── Given information

//! Continuum approximation of accumulated counts
//!
//! Coordinates are divided by a scaling factor `n^(1/D)`, where `n` is the
//! largest coordinate sum among counted cells, and counts are normalized by the
//! largest count. The normalized frequencies are laid out on the integer lattice,
//! with uncounted cells at zero, and resampled onto a regular grid by
//! tensor-product natural cubic splines.
//!
//! Planar estimates mask grid points outside the convex hull of the counted
//! cells. Solid estimates pad the lattice with one empty layer on the far side
//! of every axis so the extracted isosurface closes there.

use crate::analysis::counts::AccumulatedCounts;
use crate::io::configuration::{
    DEFAULT_GRID_RESOLUTION_2D, DEFAULT_GRID_RESOLUTION_3D, MIN_SAMPLES_2D, MIN_SAMPLES_3D,
};
use crate::io::error::{GrowthError, Result, computation_error, invalid_configuration};
use crate::math::hull::ConvexHull;
use crate::math::interpolation::{grid_positions, resample_grid};
use crate::math::marching::{TriangleMesh, extract_isosurface};
use ndarray::{Array2, Array3, ArrayD, Ix2, Ix3, IxDyn};

/// Tolerance, in scaled units, for grid points on the hull boundary
const HULL_TOLERANCE: f64 = 1e-9;

/// Interpolated planar frequency field
#[derive(Clone, Debug, PartialEq)]
pub struct LimitShape2D {
    /// Factor every lattice coordinate was divided by
    pub scaling: f64,
    /// Scaled grid coordinates along the first axis
    pub grid_x: Vec<f64>,
    /// Scaled grid coordinates along the second axis
    pub grid_y: Vec<f64>,
    /// Frequency at `(grid_x[i], grid_y[j])`, `None` outside the sampled region
    pub values: Array2<Option<f64>>,
}

impl LimitShape2D {
    /// Value at a grid index, `None` when undefined or out of range
    pub fn value(&self, i: usize, j: usize) -> Option<f64> {
        self.values.get((i, j)).copied().flatten()
    }

    /// Number of grid points carrying a value
    pub fn defined_count(&self) -> usize {
        self.values.iter().filter(|value| value.is_some()).count()
    }
}

/// Interpolated solid frequency volume
#[derive(Clone, Debug, PartialEq)]
pub struct DensityVolume {
    /// Factor every lattice coordinate was divided by
    pub scaling: f64,
    /// Scaled grid coordinates per axis
    pub grid: [Vec<f64>; 3],
    /// Frequency at every grid point, clamped to `[0, 1]`
    pub values: Array3<f64>,
}

impl DensityVolume {
    /// Distance between neighboring grid points along each axis
    pub fn spacing(&self) -> [f64; 3] {
        self.grid.each_ref().map(|axis| match axis.as_slice() {
            [first, second, ..] => second - first,
            _ => 0.0,
        })
    }
}

/// Triangulated level set of a solid frequency volume
#[derive(Clone, Debug, PartialEq)]
pub struct IsoSurface {
    /// Factor every lattice coordinate was divided by
    pub scaling: f64,
    /// Frequency threshold the surface was extracted at
    pub level: f64,
    /// Vertex positions in scaled coordinates
    pub vertices: Vec<[f64; 3]>,
    /// Triangles as vertex index triples
    pub faces: Vec<[usize; 3]>,
}

/// Estimates limit shapes from accumulated counts
#[derive(Clone, Copy, Debug, Default, PartialEq)]
pub struct LimitShapeEstimator {
    scaling_override: Option<f64>,
    resolution: Option<usize>,
}

impl LimitShapeEstimator {
    /// Estimator with automatic scaling and default resolution
    pub fn new() -> Self {
        Self::default()
    }

    /// Divide coordinates by a fixed factor instead of `n^(1/D)`
    ///
    /// # Errors
    ///
    /// Returns `InvalidConfiguration` unless the factor is finite and positive
    pub fn with_scaling(mut self, scaling: f64) -> Result<Self> {
        if !scaling.is_finite() || scaling <= 0.0 {
            return Err(invalid_configuration(
                "scaling",
                &scaling,
                &"must be a finite number greater than zero",
            ));
        }
        self.scaling_override = Some(scaling);
        Ok(self)
    }

    /// Place `resolution` grid points along every axis
    ///
    /// # Errors
    ///
    /// Returns `InvalidConfiguration` for fewer than two points
    pub fn with_resolution(mut self, resolution: usize) -> Result<Self> {
        if resolution < 2 {
            return Err(invalid_configuration(
                "resolution",
                &resolution,
                &"needs at least 2 grid points per axis",
            ));
        }
        self.resolution = Some(resolution);
        Ok(self)
    }

    /// Factor lattice coordinates are divided by
    ///
    /// The characteristic size is the largest coordinate sum, taken as at least
    /// one so a lone origin still scales by one.
    ///
    /// # Errors
    ///
    /// Returns `NoDataAvailable` when nothing has been counted
    pub fn scaling_factor<const D: usize>(&self, counts: &AccumulatedCounts<D>) -> Result<f64> {
        if let Some(scaling) = self.scaling_override {
            return Ok(scaling);
        }
        let size = counts
            .iter()
            .map(|(cell, _)| cell.coordinate_sum())
            .max()
            .ok_or(GrowthError::NoDataAvailable {
                operation: "limit shape scaling",
            })?;
        Ok((size.max(1) as f64).powf(1.0 / D as f64))
    }

    /// Interpolate planar frequencies onto a regular grid
    ///
    /// # Errors
    ///
    /// Returns `NoDataAvailable` for empty counts and `InsufficientSamples` when
    /// fewer than three cells were counted, either axis spans a single lattice
    /// position, or the counted cells are collinear
    pub fn estimate_2d(&self, counts: &AccumulatedCounts<2>) -> Result<LimitShape2D> {
        let operation = "planar limit shape";
        let extents = counts
            .axis_extents()
            .ok_or(GrowthError::NoDataAvailable { operation })?;
        if counts.len() < MIN_SAMPLES_2D {
            return Err(GrowthError::InsufficientSamples {
                operation,
                required: MIN_SAMPLES_2D,
                available: counts.len(),
            });
        }
        let knots = extents.map(|extent| extent as usize + 1);
        ensure_axis_knots(operation, &knots)?;

        let scaling = self.scaling_factor(counts)?;
        let scaled_points: Vec<[f64; 2]> = counts
            .iter()
            .map(|(cell, _)| cell.coordinates().map(|c| f64::from(c) / scaling))
            .collect();
        let hull = ConvexHull::new(&scaled_points);
        if hull.is_degenerate() {
            return Err(GrowthError::InsufficientSamples {
                operation,
                required: MIN_SAMPLES_2D,
                available: hull.vertices().len(),
            });
        }

        let resolution = self.resolution.unwrap_or(DEFAULT_GRID_RESOLUTION_2D);
        let lattice = lattice_frequencies(counts, &knots)?;
        let field = resample_grid(&lattice, resolution)?
            .into_dimensionality::<Ix2>()
            .map_err(|e| computation_error(operation, &e))?;

        let [grid_x, grid_y] =
            knots.map(|count| scaled_positions(count, resolution, scaling));
        let values = Array2::from_shape_fn(field.dim(), |(i, j)| {
            let point = [
                grid_x.get(i).copied().unwrap_or(f64::NAN),
                grid_y.get(j).copied().unwrap_or(f64::NAN),
            ];
            if hull.contains(point, HULL_TOLERANCE) {
                field.get((i, j)).map(|v| v.clamp(0.0, 1.0))
            } else {
                None
            }
        });

        Ok(LimitShape2D {
            scaling,
            grid_x,
            grid_y,
            values,
        })
    }

    /// Interpolate solid frequencies onto a regular grid
    ///
    /// # Errors
    ///
    /// Returns `NoDataAvailable` for empty counts and `InsufficientSamples` when
    /// fewer than four cells were counted
    pub fn density_3d(&self, counts: &AccumulatedCounts<3>) -> Result<DensityVolume> {
        let operation = "solid limit shape";
        let extents = counts
            .axis_extents()
            .ok_or(GrowthError::NoDataAvailable { operation })?;
        if counts.len() < MIN_SAMPLES_3D {
            return Err(GrowthError::InsufficientSamples {
                operation,
                required: MIN_SAMPLES_3D,
                available: counts.len(),
            });
        }
        // One empty layer past the largest coordinate on every axis
        let knots = extents.map(|extent| extent as usize + 2);

        let scaling = self.scaling_factor(counts)?;
        let resolution = self.resolution.unwrap_or(DEFAULT_GRID_RESOLUTION_3D);
        let lattice = lattice_frequencies(counts, &knots)?;
        let values = resample_grid(&lattice, resolution)?
            .mapv(|v| v.clamp(0.0, 1.0))
            .into_dimensionality::<Ix3>()
            .map_err(|e| computation_error(operation, &e))?;

        Ok(DensityVolume {
            scaling,
            grid: knots.map(|count| scaled_positions(count, resolution, scaling)),
            values,
        })
    }

    /// Extract the surface where the solid frequency crosses `level`
    ///
    /// # Errors
    ///
    /// Returns `InvalidConfiguration` unless `0 < level < 1`, any error from
    /// [`LimitShapeEstimator::density_3d`], and `InsufficientSamples` when the
    /// level set is empty
    pub fn estimate_3d(&self, counts: &AccumulatedCounts<3>, level: f64) -> Result<IsoSurface> {
        if level.is_nan() || level <= 0.0 || level >= 1.0 {
            return Err(invalid_configuration(
                "level",
                &level,
                &"must lie strictly between 0 and 1",
            ));
        }

        let volume = self.density_3d(counts)?;
        let TriangleMesh { vertices, faces } =
            extract_isosurface(&volume.values, level, volume.spacing());
        if faces.is_empty() {
            return Err(GrowthError::InsufficientSamples {
                operation: "isosurface extraction",
                required: 1,
                available: 0,
            });
        }

        Ok(IsoSurface {
            scaling: volume.scaling,
            level,
            vertices,
            faces,
        })
    }
}

/// Every axis needs two lattice positions for a spline
fn ensure_axis_knots(operation: &'static str, knots: &[usize]) -> Result<()> {
    match knots.iter().copied().min() {
        Some(fewest) if fewest < 2 => Err(GrowthError::InsufficientSamples {
            operation,
            required: 2,
            available: fewest,
        }),
        _ => Ok(()),
    }
}

/// Grid coordinates covering lattice knots `0..count` after scaling
fn scaled_positions(count: usize, resolution: usize, scaling: f64) -> Vec<f64> {
    grid_positions(count, resolution)
        .into_iter()
        .map(|position| position / scaling)
        .collect()
}

/// Dense lattice of normalized frequencies, zero where nothing was counted
fn lattice_frequencies<const D: usize>(
    counts: &AccumulatedCounts<D>,
    knots: &[usize; D],
) -> Result<ArrayD<f64>> {
    let mut lattice = ArrayD::<f64>::zeros(IxDyn(knots));
    for (cell, frequency) in counts.normalized() {
        let index = cell.coordinates().map(|c| c as usize);
        let slot = lattice.get_mut(IxDyn(&index)).ok_or_else(|| {
            computation_error("lattice layout", &format!("cell {cell} outside lattice"))
        })?;
        *slot = frequency;
    }
    Ok(lattice)
}
//! Tests for order-ideal diagrams and their incremental frontier

#[cfg(test)]
mod tests {
    use proptest::prelude::*;
    use std::collections::BTreeSet;
    use youngsim::GrowthError;
    use youngsim::spatial::diagram::Insertion;
    use youngsim::spatial::{Cell, LatticeDiagram, WeightStrategy};

    fn frontier_set<const D: usize>(diagram: &LatticeDiagram<D>) -> BTreeSet<Cell<D>> {
        diagram.frontier().copied().collect()
    }

    // Tests an origin-only diagram has exactly the unit vectors as frontier
    // Verified by also admitting the diagonal neighbor
    #[test]
    fn test_origin_frontier_is_unit_vectors() {
        let planar = LatticeDiagram::<2>::new(WeightStrategy::Additive);
        assert_eq!(
            frontier_set(&planar),
            BTreeSet::from([Cell::new([0, 1]), Cell::new([1, 0])])
        );

        let solid = LatticeDiagram::<3>::new(WeightStrategy::Multiplicative);
        assert_eq!(solid.frontier_len(), 3);
        assert_eq!(frontier_set(&solid), solid.addable_cells());
        assert_eq!(solid.len(), 1);
        assert_eq!(solid.initial_size(), 1);
    }

    // Tests the insertion record reports the vacated slot and appended cells
    // Verified by appending successors without the predecessor check
    #[test]
    fn test_add_cell_reports_frontier_edits() {
        let mut diagram = LatticeDiagram::<2>::new(WeightStrategy::Additive);
        assert_eq!(diagram.frontier_cell(1), Some(&Cell::new([1, 0])));

        let insertion = diagram.add_cell(Cell::new([1, 0])).ok();
        assert_eq!(
            insertion,
            Some(Insertion {
                vacated: 1,
                appended: vec![Cell::new([2, 0])],
            })
        );

        let insertion = diagram.add_cell(Cell::new([0, 1])).ok();
        assert_eq!(
            insertion.map(|i| i.appended),
            Some(vec![Cell::new([1, 1]), Cell::new([0, 2])])
        );
        assert_eq!(frontier_set(&diagram), diagram.addable_cells());
        assert_eq!(
            diagram.inserted().copied().collect::<Vec<_>>(),
            vec![Cell::new([1, 0]), Cell::new([0, 1])]
        );
    }

    // Tests non-addable insertions fail and leave the diagram untouched
    // Verified by inserting without checking the frontier
    #[test]
    fn test_add_cell_rejects_non_addable_cells() {
        let mut diagram = LatticeDiagram::<2>::new(WeightStrategy::Additive);

        let gap = diagram.add_cell(Cell::new([1, 1]));
        assert!(matches!(gap, Err(GrowthError::InvariantViolation { .. })));

        let present = diagram.add_cell(Cell::origin());
        assert!(matches!(
            present,
            Err(GrowthError::InvariantViolation { ref reason, .. }) if reason.contains("already")
        ));

        assert_eq!(diagram.len(), 1);
        assert_eq!(diagram.frontier_len(), 2);
        assert!(diagram.is_order_ideal());
    }

    // Tests initial sets must be non-empty and closed under decrease
    // Verified by skipping the predecessor scan
    #[test]
    fn test_from_cells_validates_order_ideal() {
        let empty = LatticeDiagram::<2>::from_cells(Vec::new(), WeightStrategy::Additive);
        assert!(matches!(
            empty,
            Err(GrowthError::InvalidConfiguration { .. })
        ));

        let missing = LatticeDiagram::from_cells(
            [Cell::new([0, 0]), Cell::new([0, 2])],
            WeightStrategy::Additive,
        );
        assert!(matches!(
            missing,
            Err(GrowthError::InvalidConfiguration { ref reason, .. }) if reason.contains("(0, 1)")
        ));

        let valid = LatticeDiagram::from_cells(
            [
                Cell::new([0, 0]),
                Cell::new([1, 0]),
                Cell::new([0, 1]),
                Cell::new([0, 1]),
            ],
            WeightStrategy::Additive,
        );
        assert_eq!(valid.as_ref().map(LatticeDiagram::len).ok(), Some(3));
        assert_eq!(valid.map(|d| d.initial_size()).ok(), Some(3));
    }

    // Tests frontier order does not depend on the order initial cells are listed in
    // Verified by building the frontier in caller order
    #[test]
    fn test_from_cells_is_order_independent() {
        let cells = [
            Cell::new([0, 0, 0]),
            Cell::new([1, 0, 0]),
            Cell::new([0, 1, 0]),
            Cell::new([0, 0, 1]),
        ];
        let forward = LatticeDiagram::from_cells(cells, WeightStrategy::Multiplicative)
            .expect("Failed to build diagram");
        let reversed = LatticeDiagram::from_cells(
            cells.iter().rev().copied(),
            WeightStrategy::Multiplicative,
        )
        .expect("Failed to build diagram");

        assert_eq!(
            forward.frontier().collect::<Vec<_>>(),
            reversed.frontier().collect::<Vec<_>>()
        );
        assert_eq!(forward.sorted_cells(), reversed.sorted_cells());
    }

    // Tests weights come from the diagram's strategy
    // Verified by ignoring the configured strategy
    #[test]
    fn test_weight_uses_strategy() {
        let additive = LatticeDiagram::<2>::new(WeightStrategy::Additive);
        let multiplicative = LatticeDiagram::<2>::new(WeightStrategy::Multiplicative);
        let cell = Cell::new([1, 2]);
        assert!((additive.weight(&cell, 1.0) - 5.0).abs() < 1e-12);
        assert!((multiplicative.weight(&cell, 1.0) - 6.0).abs() < 1e-12);
        assert!(additive.is_addable(&Cell::new([1, 0])));
        assert!(!additive.is_addable(&cell));
    }

    proptest! {
        // Tests any sequence of frontier insertions keeps the order ideal and the frontier exact
        // Verified by omitting the predecessor check for appended cells
        #[test]
        fn test_random_insertions_preserve_invariant(choices in prop::collection::vec(0usize..64, 0..60)) {
            let mut diagram = LatticeDiagram::<3>::new(WeightStrategy::Multiplicative);
            for (step, choice) in choices.iter().enumerate() {
                let slot = choice % diagram.frontier_len();
                let cell = *diagram.frontier_cell(slot).expect("Slot is in range");
                prop_assert!(diagram.add_cell(cell).is_ok());
                prop_assert_eq!(diagram.len(), step + 2);
                prop_assert!(diagram.is_order_ideal());
                prop_assert_eq!(frontier_set(&diagram), diagram.addable_cells());
            }
        }
    }
}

────

◆ What you are asked to do
Your answer must be the lines above, unchanged, from the first one through the line that holds "pub fn value(&self, i: usize, j: usize)", inclusive, and no others.

◆ Response
//! Continuum approximation of accumulated counts
//!
//! Coordinates are divided by a scaling factor `n^(1/D)`, where `n` is the
//! largest coordinate sum among counted cells, and counts are normalized by the
//! largest count. The normalized frequencies are laid out on the integer lattice,
//! with uncounted cells at zero, and resampled onto a regular grid by
//! tensor-product natural cubic splines.
//!
//! Planar estimates mask grid points outside the convex hull of the counted
//! cells. Solid estimates pad the lattice with one empty layer on the far side
//! of every axis so the extracted isosurface closes there.

use crate::analysis::counts::AccumulatedCounts;
use crate::io::configuration::{
    DEFAULT_GRID_RESOLUTION_2D, DEFAULT_GRID_RESOLUTION_3D, MIN_SAMPLES_2D, MIN_SAMPLES_3D,
};
use crate::io::error::{GrowthError, Result, computation_error, invalid_configuration};
use crate::math::hull::ConvexHull;
use crate::math::interpolation::{grid_positions, resample_grid};
use crate::math::marching::{TriangleMesh, extract_isosurface};
use ndarray::{Array2, Array3, ArrayD, Ix2, Ix3, IxDyn};

/// Tolerance, in scaled units, for grid points on the hull boundary
const HULL_TOLERANCE: f64 = 1e-9;

/// Interpolated planar frequency field
#[derive(Clone, Debug, PartialEq)]
pub struct LimitShape2D {
    /// Factor every lattice coordinate was divided by
    pub scaling: f64,
    /// Scaled grid coordinates along the first axis
    pub grid_x: Vec<f64>,
    /// Scaled grid coordinates along the second axis
    pub grid_y: Vec<f64>,
    /// Frequency at `(grid_x[i], grid_y[j])`, `None` outside the sampled region
    pub values: Array2<Option<f64>>,
}

impl LimitShape2D {
    /// Value at a grid index, `None` when undefined or out of range
    pub fn value(&self, i: usize, j: usize) -> Option<f64> {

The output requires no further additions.